Antibiography

Alain Corbin’s Life of an Unknown is a book that I return to time and time again. Not so much the biography of the ‘unknown’ 19th-century clog maker who Corbin chose at random in the archive, it is more akin to an anti-biography. Corbin’s own conclusion is that he knows nothing of who Pinagot – the subject – really was. This is:

not a biography of Louis-François Pinagot, which has turned out to be impossible to write, but… an evocation of the life of a man who vanished almost without a trace on the day he died

The Life of an Unknown, 212

In my notes on the book, taken several years ago, I wrote that this is an ‘anti-biography’ in the sense Michel de Certeau meant the term.

Now, several years later, I have no evidence that Certeau used this phrase, or how he meant it.

Fine.

So what might it mean, and where does it come from? An obvious answer: it is an antithesis to biography, a negation of its principles. Any account of the term itself must be the anti-biography of an idea.

To stand against biography is to reject its coherence, its unity, and its knowability. The ant-biography of anti-biography must be multiple.

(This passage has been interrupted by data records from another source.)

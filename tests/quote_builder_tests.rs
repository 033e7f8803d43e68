use chrono::{NaiveDate, NaiveDateTime, NaiveTime};
use vacation_quote::{
    Client, HolidayPrecedence, PauseAllocation, Quote, QuoteError, QuoteItem, QuoteSettings,
    SettingsError, VacationEntry,
};

fn at(y: i32, m: u32, d: u32, h: u32) -> NaiveDateTime {
    NaiveDateTime::new(
        NaiveDate::from_ymd_opt(y, m, d).unwrap(),
        NaiveTime::from_hms_opt(h, 0, 0).unwrap(),
    )
}

fn approx(actual: f64, expected: f64) {
    assert!(
        (actual - expected).abs() < 1e-9,
        "expected {expected}, got {actual}"
    );
}

fn sample_quote() -> Quote {
    let mut quote = Quote::new();
    quote.set_client(Client::new("Banque Privée SA"));
    quote
        .add_vacation(VacationEntry::new(0, at(2025, 3, 10, 8), at(2025, 3, 10, 16), 40.0, "GE"))
        .unwrap();
    quote
        .add_vacation(VacationEntry::new(0, at(2025, 3, 10, 22), at(2025, 3, 11, 7), 40.0, "GE"))
        .unwrap();
    quote
}

#[test]
fn refresh_summarizes_vacations_and_items() {
    let mut quote = sample_quote();
    quote.add_item(QuoteItem::new("Radio", 2.0, 50.0)).unwrap();

    let summary = quote.refresh().unwrap();
    assert_eq!(summary.vacation_count, 2);
    assert_eq!(summary.group_count, 2);
    assert_eq!(summary.item_count, 1);
    approx(summary.hours_total, 17.0);
    approx(summary.hours_majorated, 7.0);
    assert_eq!(summary.first_date, NaiveDate::from_ymd_opt(2025, 3, 10));
    assert_eq!(summary.last_date, NaiveDate::from_ymd_opt(2025, 3, 11));

    // 320.00 + 430.00 for vacations, 100.00 for items
    let totals = summary.totals;
    approx(totals.vacations_ht, 750.0);
    approx(totals.items_ht, 100.0);
    approx(totals.total_ht, 850.0);
    approx(totals.total_tva, 68.85);
    approx(totals.total_ttc, 918.85);

    let text = summary.to_cli_summary();
    assert!(text.contains("vacations=2"));
    assert!(text.contains("ht=850.00"));
}

#[test]
fn totals_match_sum_of_lines() {
    let quote = sample_quote();
    let lines = quote.vacation_lines().unwrap();
    let totals = quote.totals().unwrap();
    let ht: f64 = lines.iter().map(|l| l.breakdown.line_ht).sum();
    let tva: f64 = lines.iter().map(|l| l.breakdown.line_tva).sum();
    approx(totals.total_ht, ht);
    approx(totals.total_tva, (tva * 100.0).round() / 100.0);
}

#[test]
fn settings_changes_recompute_lines() {
    let mut quote = sample_quote();
    let before = quote.vacation_line(2).unwrap().breakdown.line_ht;
    quote
        .update_settings_with(|settings| settings.night_markup_pct = 50.0)
        .unwrap();
    let after = quote.vacation_line(2).unwrap().breakdown.line_ht;
    approx(before, 430.0);
    approx(after, 500.0);
}

#[test]
fn invalid_settings_are_rejected() {
    let mut quote = sample_quote();
    let err = quote
        .update_settings_with(|settings| settings.vat_pct = 150.0)
        .unwrap_err();
    assert!(matches!(
        err,
        QuoteError::Settings(SettingsError::InvalidVat(_))
    ));
    approx(quote.settings().vat_pct, 8.1);

    let mut negative = QuoteSettings::default();
    negative.sunday_markup_pct = -10.0;
    assert!(Quote::new_with_settings(negative).is_err());
}

#[test]
fn upsert_replaces_existing_vacation() {
    let mut quote = sample_quote();
    let replacement =
        VacationEntry::new(1, at(2025, 3, 12, 8), at(2025, 3, 12, 12), 45.0, "VD");
    assert_eq!(quote.upsert_vacation(replacement).unwrap(), 1);
    assert_eq!(quote.vacations().len(), 2);
    let stored = quote.find_vacation(1).unwrap();
    assert_eq!(stored.canton, "VD");
    assert_eq!(stored.rate_chf_h, 45.0);

    assert_eq!(
        quote
            .upsert_vacation(VacationEntry::new(
                10,
                at(2025, 3, 13, 8),
                at(2025, 3, 13, 12),
                45.0,
                "VD"
            ))
            .unwrap(),
        10
    );
    assert_eq!(quote.next_vacation_id().unwrap(), 11);
}

#[test]
fn update_vacation_with_keeps_invalid_changes_out() {
    let mut quote = sample_quote();
    let err = quote
        .update_vacation_with(1, |entry| entry.pause_minutes = 1_000)
        .unwrap_err();
    assert!(matches!(err, QuoteError::Vacation(_)));
    assert_eq!(quote.find_vacation(1).unwrap().pause_minutes, 0);

    quote
        .update_vacation_with(1, |entry| entry.pause_minutes = 30)
        .unwrap();
    approx(quote.vacation_line(1).unwrap().breakdown.hours_total, 7.5);
}

#[test]
fn delete_vacation_reports_presence() {
    let mut quote = sample_quote();
    assert!(quote.delete_vacation(1));
    assert!(!quote.delete_vacation(1));
    assert!(matches!(
        quote.vacation_line(1),
        Err(QuoteError::VacationNotFound(1))
    ));
}

#[test]
fn items_are_validated_and_renumbered() {
    let mut quote = Quote::new();
    let first = quote.add_item(QuoteItem::new("Badge", 1.0, 10.0)).unwrap();
    let mut duplicate = QuoteItem::new("Gilet", 3.0, 20.0);
    duplicate.id = first;
    let second = quote.add_item(duplicate).unwrap();
    assert_eq!((first, second), (1, 2));

    let err = quote.add_item(QuoteItem::new("", 1.0, 1.0)).unwrap_err();
    assert!(matches!(err, QuoteError::InvalidItem(_)));

    quote.delete_item(1).unwrap();
    assert!(matches!(
        quote.delete_item(1),
        Err(QuoteError::ItemNotFound(1))
    ));
    assert_eq!(quote.items().len(), 1);
}

#[test]
fn suggested_rates_are_case_insensitive() {
    let mut quote = Quote::new();
    assert_eq!(quote.suggested_rate("Agent de Sécurité"), Some(45.0));
    assert_eq!(quote.suggested_rate("pilote"), None);

    quote
        .update_settings_with(|settings| settings.set_agent_rate("pilote", 80.0))
        .unwrap();
    assert_eq!(quote.suggested_rate("PILOTE"), Some(80.0));
}

#[test]
fn empty_quote_has_zero_totals() {
    let summary = Quote::new().refresh().unwrap();
    assert_eq!(summary.vacation_count, 0);
    assert_eq!(summary.first_date, None);
    approx(summary.totals.total_ttc, 0.0);
}

#[test]
fn ids_are_not_assigned_past_u32_max() {
    let mut quote = Quote::new();
    let mut last = QuoteItem::new("Badge", 1.0, 10.0);
    last.id = u32::MAX;
    assert_eq!(quote.add_item(last).unwrap(), u32::MAX);
    assert!(matches!(
        quote.add_item(QuoteItem::new("Gilet", 1.0, 20.0)),
        Err(QuoteError::IdSpaceExhausted("item"))
    ));
    assert_eq!(quote.items().len(), 1);

    quote
        .upsert_vacation(VacationEntry::new(
            u32::MAX,
            at(2025, 3, 10, 8),
            at(2025, 3, 10, 16),
            40.0,
            "GE",
        ))
        .unwrap();
    let err = quote
        .add_vacation(VacationEntry::new(0, at(2025, 3, 11, 8), at(2025, 3, 11, 16), 40.0, "GE"))
        .unwrap_err();
    assert!(matches!(err, QuoteError::IdSpaceExhausted("vacation")));
    assert_eq!(err.to_string(), "no vacation id left to assign");
    assert_eq!(quote.vacations().len(), 1);
}

#[test]
fn unknown_policy_names_report_the_offending_value() {
    assert_eq!(
        "Proportional".parse::<PauseAllocation>(),
        Ok(PauseAllocation::Proportional)
    );
    let err = "evenly".parse::<PauseAllocation>().unwrap_err();
    assert_eq!(
        err,
        SettingsError::UnknownOption {
            field: "pause_allocation",
            value: "evenly".into()
        }
    );
    assert_eq!(err.to_string(), "unknown pause_allocation 'evenly'");

    let err = "night".parse::<HolidayPrecedence>().unwrap_err();
    assert_eq!(err.to_string(), "unknown holiday_precedence 'night'");
}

  1. Anti-biography is the work to recover the lives of those who are not normally thought of as biographical subjects. This is true of Corbin’s book, it is also true of Saidiya Hartmann’s recent Wayward Lives. It is against the assumptions of who has a biography.
  2. Anti-biography is the work to shatter what biographies have sought to achieve. This is the project of David Nye’s ‘anti-biography of Thomas A. Edison’ and of Brian Cumming’s reflections on Shakespeare and anti-biography. It is clearly inconsistent with the focus on the untold lives of the first kind of anti-biography. But its subjects are not, for all that, necessarily famous today. Perhaps the two sets of documents Michel Foucault presented concerning the lives of Herculine Barbin and Pierre Rivière also belong in this tradition of focusing on one person, not to highlight their coherence and importance, but the constructed nature of this very individuality. A rejection of the form from within the form, a rejection of the biographical self through the biographical method. A project continued by other historians since – I think of Matt Houlbrook’s Prince of Tricksters, the anti(?)biography of the con-artist Netley Lucas.
  3. Anti-biography consists of the ‘stories of virtuous, often brilliant obscurity—the lives of people we never heard of because people we’ve definitely heard of merely used them’. This is how Sarah Ruden has defined the ‘age of anti-biography’ in a review of recent books. Anti-biography is shadow biography, the stories hidden by the stories we know. In fact, not just hidden, but literally shadowed. Lives that matter more than we had remembered until the anti-biographer did their work of unpicking.

There is, then, so much to be against in biography!

So much that anti-biography itself is a field of contradiction and inconsistency. Sometimes the effort to disprove the uniqueness or unity of the famous or extraordinary example. Sometimes the effort to elevate the forgotten to the level of the celebrity. A ‘parallel poesis spawned from curious seismographic molten‘.

As ever, I’m interested in suggestions for readings to add to this short list-in-progress on ‘anti-biography’:

Readings

  • Alexander, Will, ‘On Anti-Biography’ [a poem]
  • Corbin, Alain, Life of an Unknown: The Rediscovered World of a Clog Maker in Nineteenth- Century France (2001 [1998])
  • Cummings, Brian, ‘Shakespeare, Biography and Anti-Biography’ (2014)
  • Foucault, Michel (ed.), I, Pierre Rivière Having Slaughtered My Mother, My Sister, and My Brother …: A Case of Parricide in the 19th Century ([1973]), and Herculine Barbin: Being the Recently Discovered Memoirs of a Nineteenth-century French Hermaphrodite ([1980])
  • Hartman, Saidiya, Wayward Lives: Beautiful Experiments: Intimate Histories of Riotous Black Girls, Troublesome Women and Queer Radicals (2019)
  • Nye, David, The Invented Self: An Anti-Biography of Thomas A. Edison (1983)
  • Ruden, Sarah, ‘The Age of Anti-biography’.